Task statement
In the data below, find the lines containing "main" and say how many there are, nothing more.

Saved entries
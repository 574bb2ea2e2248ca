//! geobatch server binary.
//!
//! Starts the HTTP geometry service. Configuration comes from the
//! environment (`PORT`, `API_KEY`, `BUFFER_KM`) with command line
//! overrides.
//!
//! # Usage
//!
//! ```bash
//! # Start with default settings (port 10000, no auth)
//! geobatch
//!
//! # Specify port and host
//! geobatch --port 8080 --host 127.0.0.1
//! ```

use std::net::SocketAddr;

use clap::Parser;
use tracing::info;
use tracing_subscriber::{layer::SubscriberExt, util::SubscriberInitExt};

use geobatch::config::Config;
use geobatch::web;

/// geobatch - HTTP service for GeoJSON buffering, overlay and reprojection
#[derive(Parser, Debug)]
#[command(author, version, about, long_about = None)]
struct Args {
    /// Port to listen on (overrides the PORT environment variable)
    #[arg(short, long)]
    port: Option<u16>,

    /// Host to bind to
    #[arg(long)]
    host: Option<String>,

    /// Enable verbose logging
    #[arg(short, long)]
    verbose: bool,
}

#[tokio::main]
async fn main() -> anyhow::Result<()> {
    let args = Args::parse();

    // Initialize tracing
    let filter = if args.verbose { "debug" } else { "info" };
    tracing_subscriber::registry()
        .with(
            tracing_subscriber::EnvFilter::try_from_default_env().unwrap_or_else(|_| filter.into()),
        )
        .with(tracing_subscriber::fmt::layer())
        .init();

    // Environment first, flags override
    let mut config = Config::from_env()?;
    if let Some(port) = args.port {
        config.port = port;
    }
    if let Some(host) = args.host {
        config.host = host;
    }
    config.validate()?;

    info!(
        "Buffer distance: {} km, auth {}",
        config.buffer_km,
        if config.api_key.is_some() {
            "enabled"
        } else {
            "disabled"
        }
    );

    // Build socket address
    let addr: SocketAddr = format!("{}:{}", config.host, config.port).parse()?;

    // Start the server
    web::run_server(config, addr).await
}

==

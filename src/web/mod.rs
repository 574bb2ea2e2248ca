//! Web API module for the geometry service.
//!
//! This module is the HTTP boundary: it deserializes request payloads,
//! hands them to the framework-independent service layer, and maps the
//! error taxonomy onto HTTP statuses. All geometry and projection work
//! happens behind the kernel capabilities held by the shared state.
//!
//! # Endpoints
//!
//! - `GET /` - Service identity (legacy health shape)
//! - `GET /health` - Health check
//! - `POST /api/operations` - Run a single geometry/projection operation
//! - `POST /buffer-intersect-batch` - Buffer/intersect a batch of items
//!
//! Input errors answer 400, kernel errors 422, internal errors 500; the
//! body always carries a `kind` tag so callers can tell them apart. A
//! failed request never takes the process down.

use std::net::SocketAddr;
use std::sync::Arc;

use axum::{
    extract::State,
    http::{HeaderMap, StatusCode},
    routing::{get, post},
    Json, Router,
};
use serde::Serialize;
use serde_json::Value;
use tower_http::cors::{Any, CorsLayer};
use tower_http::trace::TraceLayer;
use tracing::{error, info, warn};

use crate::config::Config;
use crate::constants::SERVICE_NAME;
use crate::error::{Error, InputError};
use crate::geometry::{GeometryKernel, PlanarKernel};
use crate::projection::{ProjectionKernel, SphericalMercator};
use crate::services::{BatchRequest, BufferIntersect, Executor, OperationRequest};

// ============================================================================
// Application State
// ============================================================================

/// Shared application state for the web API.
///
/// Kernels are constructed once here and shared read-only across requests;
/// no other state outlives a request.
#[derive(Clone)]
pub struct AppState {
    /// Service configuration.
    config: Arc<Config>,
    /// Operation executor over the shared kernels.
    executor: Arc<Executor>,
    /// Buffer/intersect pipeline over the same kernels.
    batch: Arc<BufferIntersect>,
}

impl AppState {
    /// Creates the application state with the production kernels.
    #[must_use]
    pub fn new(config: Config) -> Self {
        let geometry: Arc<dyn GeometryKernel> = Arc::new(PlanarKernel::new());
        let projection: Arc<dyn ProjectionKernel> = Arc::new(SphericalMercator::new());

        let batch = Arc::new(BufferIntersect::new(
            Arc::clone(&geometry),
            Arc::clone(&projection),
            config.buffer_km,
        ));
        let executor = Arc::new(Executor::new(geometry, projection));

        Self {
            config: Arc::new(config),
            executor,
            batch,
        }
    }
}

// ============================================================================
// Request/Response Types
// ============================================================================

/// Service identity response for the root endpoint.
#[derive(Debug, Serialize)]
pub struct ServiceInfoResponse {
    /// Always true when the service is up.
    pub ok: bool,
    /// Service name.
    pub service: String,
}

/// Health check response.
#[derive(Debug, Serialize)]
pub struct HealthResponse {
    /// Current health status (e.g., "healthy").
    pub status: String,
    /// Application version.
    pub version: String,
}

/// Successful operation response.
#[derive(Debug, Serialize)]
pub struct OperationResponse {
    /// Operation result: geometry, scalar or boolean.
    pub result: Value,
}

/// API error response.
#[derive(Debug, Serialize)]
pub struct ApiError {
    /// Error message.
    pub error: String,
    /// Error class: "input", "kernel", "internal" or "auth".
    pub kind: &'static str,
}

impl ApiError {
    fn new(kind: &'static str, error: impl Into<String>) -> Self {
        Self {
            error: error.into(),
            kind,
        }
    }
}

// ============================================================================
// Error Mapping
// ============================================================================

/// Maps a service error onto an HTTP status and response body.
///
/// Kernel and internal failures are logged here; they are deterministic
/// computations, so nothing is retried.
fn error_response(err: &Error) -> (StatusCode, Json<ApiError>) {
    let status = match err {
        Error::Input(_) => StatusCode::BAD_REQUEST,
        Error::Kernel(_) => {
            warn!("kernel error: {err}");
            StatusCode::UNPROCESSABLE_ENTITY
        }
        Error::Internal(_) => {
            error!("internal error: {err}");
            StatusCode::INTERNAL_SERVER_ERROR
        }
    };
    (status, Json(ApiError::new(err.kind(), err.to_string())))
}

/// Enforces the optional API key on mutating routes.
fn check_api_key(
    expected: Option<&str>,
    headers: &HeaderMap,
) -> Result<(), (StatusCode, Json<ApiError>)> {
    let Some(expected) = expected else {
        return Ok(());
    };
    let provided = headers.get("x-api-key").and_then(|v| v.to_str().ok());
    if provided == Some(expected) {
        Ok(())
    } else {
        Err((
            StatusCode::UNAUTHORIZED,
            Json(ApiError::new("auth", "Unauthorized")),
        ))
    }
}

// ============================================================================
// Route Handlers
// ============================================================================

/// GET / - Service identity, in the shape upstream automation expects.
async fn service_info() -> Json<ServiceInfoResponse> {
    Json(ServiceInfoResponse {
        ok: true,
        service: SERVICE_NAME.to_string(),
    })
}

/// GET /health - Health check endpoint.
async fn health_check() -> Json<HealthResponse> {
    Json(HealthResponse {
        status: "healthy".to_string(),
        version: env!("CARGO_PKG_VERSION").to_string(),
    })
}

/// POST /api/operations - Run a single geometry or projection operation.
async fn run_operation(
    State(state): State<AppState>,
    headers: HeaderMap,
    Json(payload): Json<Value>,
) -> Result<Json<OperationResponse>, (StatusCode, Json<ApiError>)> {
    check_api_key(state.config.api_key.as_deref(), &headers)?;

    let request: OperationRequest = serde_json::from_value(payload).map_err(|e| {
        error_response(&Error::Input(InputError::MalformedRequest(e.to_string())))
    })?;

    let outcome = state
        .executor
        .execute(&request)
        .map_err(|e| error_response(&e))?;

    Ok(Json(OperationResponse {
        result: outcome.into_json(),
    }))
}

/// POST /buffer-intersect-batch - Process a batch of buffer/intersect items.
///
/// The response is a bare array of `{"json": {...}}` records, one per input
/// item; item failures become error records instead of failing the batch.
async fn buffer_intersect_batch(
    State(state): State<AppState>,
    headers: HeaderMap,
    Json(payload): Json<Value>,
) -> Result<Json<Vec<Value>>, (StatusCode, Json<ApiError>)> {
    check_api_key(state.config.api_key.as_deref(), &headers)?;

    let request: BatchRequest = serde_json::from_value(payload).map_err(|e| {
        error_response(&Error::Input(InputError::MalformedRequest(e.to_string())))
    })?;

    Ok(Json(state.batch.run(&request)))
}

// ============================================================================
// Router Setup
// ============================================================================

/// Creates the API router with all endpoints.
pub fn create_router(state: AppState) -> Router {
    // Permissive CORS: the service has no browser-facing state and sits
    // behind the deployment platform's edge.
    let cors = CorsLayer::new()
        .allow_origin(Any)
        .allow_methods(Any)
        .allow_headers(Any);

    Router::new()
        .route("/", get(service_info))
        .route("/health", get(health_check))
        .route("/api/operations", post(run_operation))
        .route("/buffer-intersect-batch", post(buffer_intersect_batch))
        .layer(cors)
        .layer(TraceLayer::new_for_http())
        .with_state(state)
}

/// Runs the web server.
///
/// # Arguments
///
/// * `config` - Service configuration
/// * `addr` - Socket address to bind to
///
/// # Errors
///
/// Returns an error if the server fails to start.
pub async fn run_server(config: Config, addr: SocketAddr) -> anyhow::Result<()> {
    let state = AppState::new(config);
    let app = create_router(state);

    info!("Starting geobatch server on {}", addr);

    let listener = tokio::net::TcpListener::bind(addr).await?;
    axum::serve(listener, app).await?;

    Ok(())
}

--

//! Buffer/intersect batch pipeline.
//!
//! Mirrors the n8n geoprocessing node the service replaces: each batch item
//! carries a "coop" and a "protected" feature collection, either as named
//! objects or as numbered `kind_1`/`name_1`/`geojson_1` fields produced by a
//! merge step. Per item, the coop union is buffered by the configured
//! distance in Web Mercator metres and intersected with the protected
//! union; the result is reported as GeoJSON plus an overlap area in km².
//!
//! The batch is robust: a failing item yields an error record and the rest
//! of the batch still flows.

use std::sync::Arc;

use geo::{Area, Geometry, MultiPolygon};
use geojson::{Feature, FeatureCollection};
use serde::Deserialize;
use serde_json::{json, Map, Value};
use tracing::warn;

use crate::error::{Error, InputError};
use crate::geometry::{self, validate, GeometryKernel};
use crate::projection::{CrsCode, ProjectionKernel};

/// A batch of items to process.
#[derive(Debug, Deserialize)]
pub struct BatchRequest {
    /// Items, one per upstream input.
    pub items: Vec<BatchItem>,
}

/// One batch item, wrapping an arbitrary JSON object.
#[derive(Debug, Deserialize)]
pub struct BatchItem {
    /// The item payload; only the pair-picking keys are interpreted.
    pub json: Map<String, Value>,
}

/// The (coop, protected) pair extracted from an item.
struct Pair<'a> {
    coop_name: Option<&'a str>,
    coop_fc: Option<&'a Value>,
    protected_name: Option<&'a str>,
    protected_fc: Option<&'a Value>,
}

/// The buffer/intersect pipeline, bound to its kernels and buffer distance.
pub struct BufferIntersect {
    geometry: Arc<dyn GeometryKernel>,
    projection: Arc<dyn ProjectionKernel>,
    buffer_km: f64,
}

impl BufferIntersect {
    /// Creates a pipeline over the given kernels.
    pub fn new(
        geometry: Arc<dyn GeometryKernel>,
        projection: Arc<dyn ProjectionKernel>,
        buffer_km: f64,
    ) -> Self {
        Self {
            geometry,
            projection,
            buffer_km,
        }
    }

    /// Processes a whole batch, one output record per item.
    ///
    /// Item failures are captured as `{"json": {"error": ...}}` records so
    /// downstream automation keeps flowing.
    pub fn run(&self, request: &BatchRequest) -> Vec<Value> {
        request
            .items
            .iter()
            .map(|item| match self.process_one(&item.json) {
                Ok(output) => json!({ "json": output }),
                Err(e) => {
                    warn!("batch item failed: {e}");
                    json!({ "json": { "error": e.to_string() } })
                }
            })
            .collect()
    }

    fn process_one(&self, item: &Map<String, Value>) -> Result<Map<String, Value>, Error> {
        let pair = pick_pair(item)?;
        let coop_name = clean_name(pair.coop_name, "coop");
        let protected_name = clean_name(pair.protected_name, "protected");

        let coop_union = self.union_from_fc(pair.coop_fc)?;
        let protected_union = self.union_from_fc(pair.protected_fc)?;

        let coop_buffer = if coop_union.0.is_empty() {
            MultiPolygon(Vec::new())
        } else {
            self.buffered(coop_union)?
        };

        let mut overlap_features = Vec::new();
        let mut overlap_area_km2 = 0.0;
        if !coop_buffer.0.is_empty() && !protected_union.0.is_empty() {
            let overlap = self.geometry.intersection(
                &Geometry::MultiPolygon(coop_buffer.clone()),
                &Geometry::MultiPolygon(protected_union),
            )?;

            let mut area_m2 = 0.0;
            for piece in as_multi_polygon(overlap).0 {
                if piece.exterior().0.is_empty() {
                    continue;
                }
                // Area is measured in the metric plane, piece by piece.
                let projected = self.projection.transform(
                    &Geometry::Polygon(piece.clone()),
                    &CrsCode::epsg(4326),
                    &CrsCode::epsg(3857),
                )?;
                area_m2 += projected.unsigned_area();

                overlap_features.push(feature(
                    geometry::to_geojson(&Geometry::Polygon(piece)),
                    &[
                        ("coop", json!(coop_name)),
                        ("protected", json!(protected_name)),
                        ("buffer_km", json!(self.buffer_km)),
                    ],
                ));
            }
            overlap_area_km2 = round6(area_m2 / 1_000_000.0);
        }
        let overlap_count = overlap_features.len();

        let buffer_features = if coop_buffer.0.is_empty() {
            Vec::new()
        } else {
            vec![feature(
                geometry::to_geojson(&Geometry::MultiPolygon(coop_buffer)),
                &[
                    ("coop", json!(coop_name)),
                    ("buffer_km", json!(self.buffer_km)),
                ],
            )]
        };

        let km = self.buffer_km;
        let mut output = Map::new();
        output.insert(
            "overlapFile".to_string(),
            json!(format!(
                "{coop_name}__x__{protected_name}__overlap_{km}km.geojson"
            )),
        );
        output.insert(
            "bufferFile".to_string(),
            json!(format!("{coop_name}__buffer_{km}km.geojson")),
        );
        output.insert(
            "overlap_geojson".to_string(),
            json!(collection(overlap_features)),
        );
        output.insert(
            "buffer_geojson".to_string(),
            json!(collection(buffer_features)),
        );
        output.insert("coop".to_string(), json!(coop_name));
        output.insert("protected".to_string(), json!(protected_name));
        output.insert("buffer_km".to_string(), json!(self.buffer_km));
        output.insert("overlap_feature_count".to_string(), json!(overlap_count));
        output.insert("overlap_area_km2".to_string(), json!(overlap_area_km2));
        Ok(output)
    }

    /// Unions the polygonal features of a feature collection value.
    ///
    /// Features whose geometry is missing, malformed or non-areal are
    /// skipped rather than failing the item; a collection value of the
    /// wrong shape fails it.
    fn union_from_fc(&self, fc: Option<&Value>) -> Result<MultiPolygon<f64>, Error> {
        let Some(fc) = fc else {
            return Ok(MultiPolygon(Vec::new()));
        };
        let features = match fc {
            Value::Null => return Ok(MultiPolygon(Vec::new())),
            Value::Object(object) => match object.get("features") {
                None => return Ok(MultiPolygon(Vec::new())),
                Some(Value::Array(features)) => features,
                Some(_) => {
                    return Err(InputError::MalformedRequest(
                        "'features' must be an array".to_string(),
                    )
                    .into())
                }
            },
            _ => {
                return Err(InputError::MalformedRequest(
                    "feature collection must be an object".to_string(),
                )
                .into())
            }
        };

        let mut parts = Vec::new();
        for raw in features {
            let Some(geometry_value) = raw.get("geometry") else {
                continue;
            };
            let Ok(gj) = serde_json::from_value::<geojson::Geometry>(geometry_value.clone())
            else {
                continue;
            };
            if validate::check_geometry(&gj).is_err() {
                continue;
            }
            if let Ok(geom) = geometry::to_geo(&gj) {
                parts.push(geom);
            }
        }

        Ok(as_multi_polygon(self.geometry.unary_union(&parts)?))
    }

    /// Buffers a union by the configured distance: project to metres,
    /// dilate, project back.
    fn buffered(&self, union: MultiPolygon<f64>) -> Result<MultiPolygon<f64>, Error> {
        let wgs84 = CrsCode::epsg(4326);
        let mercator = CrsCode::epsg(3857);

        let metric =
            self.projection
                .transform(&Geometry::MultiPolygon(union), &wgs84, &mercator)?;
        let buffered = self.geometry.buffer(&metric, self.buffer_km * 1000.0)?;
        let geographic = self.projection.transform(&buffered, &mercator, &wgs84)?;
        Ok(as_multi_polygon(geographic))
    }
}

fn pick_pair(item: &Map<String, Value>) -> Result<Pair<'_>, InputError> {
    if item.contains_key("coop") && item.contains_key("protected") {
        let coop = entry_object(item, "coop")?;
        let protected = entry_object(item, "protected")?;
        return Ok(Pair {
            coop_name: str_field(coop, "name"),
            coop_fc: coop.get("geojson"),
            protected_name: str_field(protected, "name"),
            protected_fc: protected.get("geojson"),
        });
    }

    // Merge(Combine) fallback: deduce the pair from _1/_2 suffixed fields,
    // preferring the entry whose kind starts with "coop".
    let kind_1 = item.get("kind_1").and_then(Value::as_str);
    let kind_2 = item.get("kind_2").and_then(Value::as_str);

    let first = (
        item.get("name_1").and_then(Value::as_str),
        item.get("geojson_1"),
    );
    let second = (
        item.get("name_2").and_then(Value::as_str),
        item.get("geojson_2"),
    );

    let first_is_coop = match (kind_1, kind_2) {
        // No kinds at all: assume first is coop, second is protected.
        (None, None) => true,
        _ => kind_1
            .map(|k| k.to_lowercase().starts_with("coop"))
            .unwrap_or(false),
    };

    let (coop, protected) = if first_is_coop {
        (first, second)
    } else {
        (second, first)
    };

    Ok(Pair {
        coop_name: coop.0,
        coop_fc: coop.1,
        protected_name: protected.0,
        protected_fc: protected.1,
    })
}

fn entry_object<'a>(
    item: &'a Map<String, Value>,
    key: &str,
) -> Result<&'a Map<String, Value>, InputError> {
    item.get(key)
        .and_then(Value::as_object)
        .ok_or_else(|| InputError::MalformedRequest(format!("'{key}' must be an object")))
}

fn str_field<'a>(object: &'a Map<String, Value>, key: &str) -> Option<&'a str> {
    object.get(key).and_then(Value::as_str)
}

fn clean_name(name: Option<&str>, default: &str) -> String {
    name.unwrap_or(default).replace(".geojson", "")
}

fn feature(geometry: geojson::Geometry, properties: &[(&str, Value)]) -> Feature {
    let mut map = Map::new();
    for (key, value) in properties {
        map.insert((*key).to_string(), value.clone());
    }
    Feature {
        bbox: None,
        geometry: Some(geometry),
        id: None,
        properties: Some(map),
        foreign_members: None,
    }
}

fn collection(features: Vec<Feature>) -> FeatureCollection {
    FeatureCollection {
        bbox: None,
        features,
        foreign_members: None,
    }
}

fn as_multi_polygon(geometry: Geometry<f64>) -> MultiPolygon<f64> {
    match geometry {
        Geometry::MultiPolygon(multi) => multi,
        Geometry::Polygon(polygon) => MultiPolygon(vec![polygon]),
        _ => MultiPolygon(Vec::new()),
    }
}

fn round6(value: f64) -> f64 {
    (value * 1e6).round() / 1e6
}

Response to the task
2